The underlying rock formations found in GHNP are quartzites, schists, phyllites, dolomites, limestones, shales, slates, gneisses and granites. These play an important role in the formation of soils and are responsible for a variety of coniferous and broad-leafed vegetation.

Broad Leaf Forest (click to enlarge)

Broad Leaf Forest (click to enlarge)

Quartzites produce sandy soils after disintegration, whilst granites, schists, shales and gneisses produce loamy and sandy-loam soils. The physical contents of soil derive from the weathering of underlying rocks, but the mineral and organic contents are influenced by climatic conditions, vegetational cover and a host of other factors which, in turn, determine the type of vegetation found in a broad climatic zone.

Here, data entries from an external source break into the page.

use std::env;
use std::fmt;
use std::net::{IpAddr, SocketAddr};
use std::time::Duration;

use crate::workflows::admission::attachments::DEFAULT_MAX_UPLOAD_BYTES;
use crate::workflows::admission::registration::DEFAULT_CENTER_CODE;

const DEFAULT_RESET_DELAY_MS: u64 = 2_000;
const DEFAULT_BACKEND_TIMEOUT_SECS: u64 = 30;
const DEFAULT_SESSION_TTL_SECS: u64 = 30 * 60;

/// Distinguishes runtime behavior for different stages of the service.
#[derive(Debug, Clone, Copy, PartialEq, Eq)]
pub enum AppEnvironment {
    Development,
    Test,
    Production,
}

impl AppEnvironment {
    fn from_str(value: &str) -> Self {
        match value.trim().to_ascii_lowercase().as_str() {
            "prod" | "production" => Self::Production,
            "test" | "ci" => Self::Test,
            _ => Self::Development,
        }
    }
}

/// Top-level configuration for the application.
#[derive(Debug, Clone)]
pub struct AppConfig {
    pub environment: AppEnvironment,
    pub server: ServerConfig,
    pub telemetry: TelemetryConfig,
    pub backend: BackendConfig,
    pub intake: IntakeSettings,
}

impl AppConfig {
    pub fn load() -> Result<Self, ConfigError> {
        dotenvy::dotenv().ok();

        let environment = AppEnvironment::from_str(
            &env::var("APP_ENV").unwrap_or_else(|_| "development".to_string()),
        );

        let host = env::var("APP_HOST").unwrap_or_else(|_| "127.0.0.1".to_string());
        let port = env::var("APP_PORT")
            .unwrap_or_else(|_| "3000".to_string())
            .parse::<u16>()
            .map_err(|_| ConfigError::InvalidPort)?;

        let log_level = env::var("APP_LOG_LEVEL").unwrap_or_else(|_| "info".to_string());

        let base_url = env::var("INTAKE_API_BASE_URL")
            .ok()
            .map(|value| value.trim().trim_end_matches('/').to_string())
            .filter(|value| !value.is_empty());
        let timeout_secs = numeric_var("INTAKE_API_TIMEOUT_SECS", DEFAULT_BACKEND_TIMEOUT_SECS)?;

        let center_code = env::var("INTAKE_CENTER_CODE")
            .ok()
            .map(|value| value.trim().to_ascii_uppercase())
            .filter(|value| !value.is_empty())
            .unwrap_or_else(|| DEFAULT_CENTER_CODE.to_string());
        let max_upload_bytes = numeric_var("INTAKE_MAX_UPLOAD_BYTES", DEFAULT_MAX_UPLOAD_BYTES)?;
        let reset_delay_ms = numeric_var("INTAKE_RESET_DELAY_MS", DEFAULT_RESET_DELAY_MS)?;
        let session_ttl_secs = numeric_var("INTAKE_SESSION_TTL_SECS", DEFAULT_SESSION_TTL_SECS)?;

        Ok(Self {
            environment,
            server: ServerConfig { host, port },
            telemetry: TelemetryConfig { log_level },
            backend: BackendConfig {
                base_url,
                timeout: Duration::from_secs(timeout_secs),
            },
            intake: IntakeSettings {
                center_code,
                max_upload_bytes,
                reset_delay: Duration::from_millis(reset_delay_ms),
                session_ttl: Duration::from_secs(session_ttl_secs),
            },
        })
    }
}

fn numeric_var<T: std::str::FromStr>(name: &'static str, default: T) -> Result<T, ConfigError> {
    match env::var(name) {
        Ok(raw) if !raw.trim().is_empty() => raw
            .trim()
            .parse::<T>()
            .map_err(|_| ConfigError::InvalidNumber { variable: name }),
        _ => Ok(default),
    }
}

/// Settings controlling the HTTP server binding.
#[derive(Debug, Clone)]
pub struct ServerConfig {
    pub host: String,
    pub port: u16,
}

impl ServerConfig {
    pub fn socket_addr(&self) -> Result<SocketAddr, ConfigError> {
        if self.host.eq_ignore_ascii_case("localhost") {
            return Ok(SocketAddr::new(IpAddr::from([127, 0, 0, 1]), self.port));
        }

        let ip: IpAddr = self
            .host
            .parse()
            .map_err(|source| ConfigError::InvalidHost { source })?;

        Ok(SocketAddr::new(ip, self.port))
    }
}

/// Tracing and metrics controls.
#[derive(Debug, Clone)]
pub struct TelemetryConfig {
    pub log_level: String,
}

/// Location of the institute backend. `None` runs against the in-memory backend.
#[derive(Debug, Clone)]
pub struct BackendConfig {
    pub base_url: Option<String>,
    pub timeout: Duration,
}

/// Knobs for the intake wizard itself.
#[derive(Debug, Clone, PartialEq)]
pub struct IntakeSettings {
    pub center_code: String,
    pub max_upload_bytes: usize,
    pub reset_delay: Duration,
    /// Idle time after which an HTTP intake session is dropped.
    pub session_ttl: Duration,
}

impl Default for IntakeSettings {
    fn default() -> Self {
        Self {
            center_code: DEFAULT_CENTER_CODE.to_string(),
            max_upload_bytes: DEFAULT_MAX_UPLOAD_BYTES,
            reset_delay: Duration::from_millis(DEFAULT_RESET_DELAY_MS),
            session_ttl: Duration::from_secs(DEFAULT_SESSION_TTL_SECS),
        }
    }
}

#[derive(Debug)]
pub enum ConfigError {
    InvalidPort,
    InvalidHost { source: std::net::AddrParseError },
    InvalidNumber { variable: &'static str },
}

impl fmt::Display for ConfigError {
    fn fmt(&self, f: &mut fmt::Formatter<'_>) -> fmt::Result {
        match self {
            ConfigError::InvalidPort => write!(f, "APP_PORT must be a valid u16"),
            ConfigError::InvalidHost { .. } => {
                write!(f, "APP_HOST must parse to an IPv4 or IPv6 address")
            }
            ConfigError::InvalidNumber { variable } => {
                write!(f, "{variable} must be a non-negative integer")
            }
        }
    }
}

impl std::error::Error for ConfigError {
    fn source(&self) -> Option<&(dyn std::error::Error + 'static)> {
        match self {
            ConfigError::InvalidPort | ConfigError::InvalidNumber { .. } => None,
            ConfigError::InvalidHost { source } => Some(source),
        }
    }
}
async fn in_session<G, S, F>(
    sessions: &IntakeSessions<G, S>,
    session_id: &str,
    op: F,
) -> Response
where
    G: AdmissionGateway + 'static,
    S: DocumentStore + 'static,
    F: FnOnce(&mut Wizard<G, S>) -> Reply + Send + 'static,
{
    let Some(session) = sessions.get(session_id) else {
        return unknown_session(session_id);
    };
    match run_blocking(session, op).await {
        Ok((reply, snapshot, notices)) => session_response(session_id, reply, snapshot, notices),
        Err(response) => response,
    }
}

pub(crate) async fn create_handler<G, S>(
    State(sessions): State<Arc<IntakeSessions<G, S>>>,
) -> Response
where
    G: AdmissionGateway + 'static,
    S: DocumentStore + 'static,
{
    let (session_id, session) = sessions.open();
    let snapshot = session.lock().snapshot();
    let notices = session.notices.drain();
    let reply = Reply {
        status: StatusCode::CREATED,
        detail: None,
    };
    session_response(&session_id, reply, snapshot, notices)
}

pub(crate) async fn show_handler<G, S>(
    State(sessions): State<Arc<IntakeSessions<G, S>>>,
    Path(session_id): Path<String>,
) -> Response
where
    G: AdmissionGateway + 'static,
    S: DocumentStore + 'static,
{
    in_session(&sessions, &session_id, |_| Reply::ok()).await
}

#[derive(Debug, Deserialize)]
pub(crate) struct SearchRequest {
    #[serde(default)]
    term: String,
}

pub(crate) async fn search_handler<G, S>(
    State(sessions): State<Arc<IntakeSessions<G, S>>>,
    Path(session_id): Path<String>,
    Json(request): Json<SearchRequest>,
) -> Response
where
    G: AdmissionGateway + 'static,
    S: DocumentStore + 'static,
{
    in_session(&sessions, &session_id, move |wizard| {
        match wizard.search(&request.term) {
            Ok(outcome) => Reply::with(StatusCode::OK, "search", json!(outcome)),
            Err(err @ LookupError::EmptyQuery) => Reply::with(
                StatusCode::UNPROCESSABLE_ENTITY,
                "error",
                json!(err.to_string()),
            ),
            Err(err @ LookupError::ServiceUnavailable(_)) => Reply::with(
                StatusCode::SERVICE_UNAVAILABLE,
                "error",
                json!(err.to_string()),
            ),
        }
    })
    .await
}

pub(crate) async fn select_handler<G, S>(
    State(sessions): State<Arc<IntakeSessions<G, S>>>,
    Path((session_id, enquiry_id)): Path<(String, String)>,
) -> Response
where
    G: AdmissionGateway + 'static,
    S: DocumentStore + 'static,
{
    in_session(&sessions, &session_id, move |wizard| {
        match wizard.select_enquiry(&enquiry_id) {
            Some(kind) => Reply::with(StatusCode::OK, "loaded", json!(kind.label())),
            None => Reply::with(
                StatusCode::NOT_FOUND,
                "error",
                json!(format!("enquiry '{enquiry_id}' is not in the last search results")),
            ),
        }
    })
    .await
}

pub(crate) async fn draft_handler<G, S>(
    State(sessions): State<Arc<IntakeSessions<G, S>>>,
    Path(session_id): Path<String>,
    Json(patch): Json<Map<String, Value>>,
) -> Response
where
    G: AdmissionGateway + 'static,
    S: DocumentStore + 'static,
{
    let actions = match draft_actions(&patch) {
        Ok(actions) => actions,
        Err(errors) => {
            return (
                StatusCode::UNPROCESSABLE_ENTITY,
                Json(json!({ "error": "invalid draft update", "errors": errors })),
            )
                .into_response()
        }
    };

    in_session(&sessions, &session_id, move |wizard| {
        let applied = actions
            .into_iter()
            .map(|action| wizard.dispatch(action))
            .filter(|accepted| *accepted)
            .count();
        if applied == 0 && !patch.is_empty() {
            Reply::with(StatusCode::CONFLICT, "applied", json!(0))
        } else {
            Reply::with(StatusCode::OK, "applied", json!(applied))
        }
    })
    .await
}

pub(crate) async fn next_handler<G, S>(
    State(sessions): State<Arc<IntakeSessions<G, S>>>,
    Path(session_id): Path<String>,
) -> Response
where
    G: AdmissionGateway + 'static,
    S: DocumentStore + 'static,
{
    in_session(&sessions, &session_id, |wizard| match wizard.next() {
        Ok(step) => Reply::with(StatusCode::OK, "step", json!(step.number())),
        Err(errors) => Reply::with(StatusCode::UNPROCESSABLE_ENTITY, "errors", json!(errors)),
    })
    .await
}

pub(crate) async fn prev_handler<G, S>(
    State(sessions): State<Arc<IntakeSessions<G, S>>>,
    Path(session_id): Path<String>,
) -> Response
where
    G: AdmissionGateway + 'static,
    S: DocumentStore + 'static,
{
    in_session(&sessions, &session_id, |wizard| {
        let step = wizard.prev();
        Reply::with(StatusCode::OK, "step", json!(step.number()))
    })
    .await
}
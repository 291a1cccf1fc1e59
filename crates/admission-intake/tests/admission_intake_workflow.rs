//! Integration scenarios for the admission intake wizard.
//!
//! Scenarios drive the public wizard facade against in-memory backends so fee derivation,
//! document handling and the update-or-create submission path are validated end to end.

mod common {
    use std::sync::{Arc, Mutex};

    use chrono::NaiveDate;

    use admission_intake::config::IntakeSettings;
    use admission_intake::workflows::admission::{
        AdmissionGateway, AdmissionRecord, Choice, ChoiceField, DocumentStore, DraftAction,
        DraftField, Enquiry, FeeInput, GatewayError, IntakeWizard, NoticeLog, RawAmount, StudentId,
        UploadFile, WizardStep,
    };

    pub(super) const STALE_ID: &str = "0123456789abcdef01234567";
    pub(super) const STALE_REG_NO: &str = "RC00109250042";

    pub(super) fn today() -> NaiveDate {
        NaiveDate::from_ymd_opt(2025, 11, 3).expect("valid date")
    }

    pub(super) fn stale_admission() -> AdmissionRecord {
        AdmissionRecord {
            id: Some(StudentId(STALE_ID.to_string())),
            form_no: Some("F2509020001".to_string()),
            center_code: Some("C001".to_string()),
            reg_no: Some(STALE_REG_NO.to_string()),
            month: Some("09/25".to_string()),
            full_name: Some("neha sharma".to_string()),
            father_name: Some("vijay sharma".to_string()),
            date_of_birth: Some("2002-05-09".to_string()),
            gender: Some("Female".to_string()),
            category: Some("General".to_string()),
            nationality: Some("Indian".to_string()),
            aadhar_number: Some("2222 3333 4444".to_string()),
            mobile_number: Some("9811122233".to_string()),
            address: Some("22 Civil Lines".to_string()),
            city: Some("Gwalior".to_string()),
            state: Some("Madhya Pradesh".to_string()),
            pin_code: Some("474001".to_string()),
            highest_qualification: Some("Graduate".to_string()),
            course_applied: Some("PGDCA".to_string()),
            photo: Some(format!("{STALE_REG_NO}/photo.jpg")),
            signature: Some(format!("{STALE_REG_NO}/signature.jpg")),
            total_fee: Some(RawAmount::Number(18000.0)),
            discount: Some(RawAmount::Text("0".to_string())),
            paid_fee: Some(RawAmount::Number(18000.0)),
            payment_method: Some("UPI".to_string()),
            transaction_id: Some("UPI-77812".to_string()),
            payment_date: Some("2025-09-02".to_string()),
            ..AdmissionRecord::default()
        }
    }

    /// Backend whose stored student disappeared: lookups succeed, updates are rejected.
    #[derive(Default)]
    pub(super) struct StaleBackend {
        pub(super) admission: Option<AdmissionRecord>,
        pub(super) reject_updates: bool,
        pub(super) creates: Mutex<Vec<AdmissionRecord>>,
        pub(super) updates: Mutex<Vec<StudentId>>,
    }

    impl StaleBackend {
        pub(super) fn with_admission(record: AdmissionRecord) -> Self {
            Self {
                admission: Some(record),
                reject_updates: true,
                ..Self::default()
            }
        }

        pub(super) fn creates(&self) -> Vec<AdmissionRecord> {
            self.creates.lock().expect("lock").clone()
        }

        pub(super) fn updates(&self) -> Vec<StudentId> {
            self.updates.lock().expect("lock").clone()
        }
    }

    impl AdmissionGateway for StaleBackend {
        fn search_enquiries(&self, _name: &str) -> Result<Vec<Enquiry>, GatewayError> {
            Ok(Vec::new())
        }

        fn find_admission_by_reg_no(&self, reg_no: &str) -> Result<AdmissionRecord, GatewayError> {
            self.admission
                .clone()
                .filter(|record| record.reg_no.as_deref() == Some(reg_no))
                .ok_or(GatewayError::NotFound)
        }

        fn create_admission(
            &self,
            record: &AdmissionRecord,
        ) -> Result<AdmissionRecord, GatewayError> {
            let mut creates = self.creates.lock().expect("lock");
            creates.push(record.clone());
            let mut stored = record.clone();
            stored.id = Some(StudentId(format!("{:024x}", 0xfeed_0000 + creates.len())));
            Ok(stored)
        }

        fn update_admission(
            &self,
            id: &StudentId,
            record: &AdmissionRecord,
        ) -> Result<AdmissionRecord, GatewayError> {
            self.updates.lock().expect("lock").push(id.clone());
            if self.reject_updates {
                return Err(GatewayError::Rejected {
                    status: 404,
                    message: "Student not found".to_string(),
                });
            }
            let mut stored = record.clone();
            stored.id = Some(id.clone());
            Ok(stored)
        }
    }

    #[derive(Default)]
    pub(super) struct FolderStore {
        pub(super) stored: Mutex<Vec<String>>,
    }

    impl DocumentStore for FolderStore {
        fn upload(&self, file: &UploadFile, folder: &str) -> Result<String, GatewayError> {
            let path = format!("uploads/{folder}/{}", file.file_name);
            self.stored.lock().expect("lock").push(path.clone());
            Ok(path)
        }

        fn delete(&self, path: &str) -> Result<(), GatewayError> {
            self.stored.lock().expect("lock").retain(|stored| stored != path);
            Ok(())
        }
    }

    pub(super) type Wizard = IntakeWizard<StaleBackend, FolderStore, NoticeLog>;

    pub(super) fn wizard(backend: Arc<StaleBackend>, store: Arc<FolderStore>) -> (Wizard, NoticeLog) {
        let notices = NoticeLog::default();
        let wizard = IntakeWizard::with_clock(
            backend,
            store,
            notices.clone(),
            IntakeSettings::default(),
            today,
        );
        (wizard, notices)
    }

    pub(super) fn fill_applicant(wizard: &mut Wizard) {
        for (field, value) in [
            (DraftField::FullName, "kiran patel"),
            (DraftField::FatherName, "Mahesh Patel"),
            (DraftField::DateOfBirth, "2006-01-15"),
            (DraftField::Gender, "Male"),
            (DraftField::Category, "OBC"),
            (DraftField::Nationality, "Indian"),
            (DraftField::AadharNumber, "5555-6666-7777"),
            (DraftField::MobileNumber, "9425012345"),
            (DraftField::Address, "3 Nehru Nagar"),
            (DraftField::City, "Bhopal"),
            (DraftField::State, "Madhya Pradesh"),
            (DraftField::PinCode, "462003"),
            (DraftField::HighestQualification, "12th"),
            (DraftField::CourseApplied, "DCA"),
            (DraftField::PaymentMethod, "Cash"),
            (DraftField::PaymentDate, "2025-11-03"),
        ] {
            assert!(wizard.dispatch(DraftAction::SetText(field, value.to_string())));
        }
        wizard.dispatch(DraftAction::SetChoice(ChoiceField::ComputerAccess, Choice::No));
        for (input, value) in [
            (FeeInput::TotalFee, "10000"),
            (FeeInput::Discount, "1000"),
            (FeeInput::PaidFee, "5000"),
        ] {
            wizard.dispatch(DraftAction::SetFee(input, value.to_string()));
        }
    }

    pub(super) fn advance_to_review(wizard: &mut Wizard) {
        while wizard.current_step() != WizardStep::Review {
            wizard.next().expect("step validates");
        }
    }
}

use std::sync::Arc;

use admission_intake::workflows::admission::{
    DocumentField, NoticeLevel, SubmitPath, UploadFile, WizardPhase, WizardStep,
};
use common::*;

#[test]
fn new_applicant_is_created_with_derived_fees_and_uploaded_documents() {
    let backend = Arc::new(StaleBackend::default());
    let store = Arc::new(FolderStore::default());
    let (mut wizard, _notices) = wizard(Arc::clone(&backend), Arc::clone(&store));
    let reg_no = wizard.draft().generated_reg_no.clone();

    fill_applicant(&mut wizard);
    for (field, name) in [
        (DocumentField::Photo, "kiran.jpg"),
        (DocumentField::Signature, "kiran-sign.png"),
    ] {
        let content_type = if name.ends_with(".jpg") { "image/jpeg" } else { "image/png" };
        let update = wizard
            .upload(field, &UploadFile::new(name, content_type, vec![7; 2048]))
            .expect("accepted upload");
        assert!(!update.degraded);
    }

    let fees = wizard.draft().fee_breakdown();
    assert_eq!(fees.net_fee, 9000.0);
    assert_eq!(fees.remaining_fee, 4000.0);

    advance_to_review(&mut wizard);
    let outcome = wizard.submit().expect("submission succeeds");

    assert_eq!(outcome.path, SubmitPath::Created);
    let creates = backend.creates();
    assert_eq!(creates.len(), 1);
    assert!(creates[0].id.is_none());
    assert_eq!(creates[0].generated_reg_no.as_deref(), Some(reg_no.as_str()));
    assert_eq!(
        creates[0].photo.as_deref(),
        Some(format!("uploads/{reg_no}/kiran.jpg").as_str())
    );
    assert!(backend.updates().is_empty());
    assert!(matches!(wizard.phase(), WizardPhase::Submitted(_)));

    assert!(wizard.reset_after_submission());
    assert_eq!(wizard.current_step(), WizardStep::BasicInfo);
    assert!(wizard.draft().full_name.is_empty());
}

#[test]
fn rejected_update_falls_back_to_a_single_create_with_a_new_id() {
    let backend = Arc::new(StaleBackend::with_admission(stale_admission()));
    let store = Arc::new(FolderStore::default());
    let (mut wizard, notices) = wizard(Arc::clone(&backend), Arc::clone(&store));

    wizard.search(STALE_REG_NO).expect("lookup succeeds");
    assert_eq!(wizard.draft().full_name, "Neha Sharma");
    assert!(wizard.go_to(WizardStep::Review));

    let outcome = wizard.submit().expect("fallback create succeeds");

    assert_eq!(outcome.path, SubmitPath::CreatedAfterFailedUpdate);
    assert_eq!(backend.updates().len(), 1);
    assert_eq!(backend.updates()[0].as_str(), STALE_ID);
    let creates = backend.creates();
    assert_eq!(creates.len(), 1);
    assert!(creates[0].id.is_none());
    let new_id = outcome.record.id.expect("created id");
    assert_ne!(new_id.as_str(), STALE_ID);
    assert!(notices
        .drain()
        .iter()
        .any(|notice| notice.level == NoticeLevel::Info));
}

#[test]
fn unknown_registration_number_leaves_draft_untouched() {
    let backend = Arc::new(StaleBackend::with_admission(stale_admission()));
    let store = Arc::new(FolderStore::default());
    let (mut wizard, _notices) = wizard(backend, store);
    let before = wizard.draft().clone();

    wizard.search("RC00109259999").expect("lookup succeeds");

    assert_eq!(wizard.draft(), &before);
    assert_eq!(wizard.current_step(), WizardStep::BasicInfo);
}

Alluvial soils are the result of erosion, mainly by water and landslides, during which weathered material is transported and deposited away from its point of origin. Such soils are found along riverbanks and in river basins. Underlying rock plays barely any role in influencing the vegetation found on alluvial soils.

Podsolic soil generally supports conifers in the Himalayas. Acidic by nature, it is covered with a thick layer of humus which does not decompose due to low temperatures and short summers.

Brown forest soil is formed under broad-leaved vegetational cover. Its humus is PH neutral and it does not form thick layers.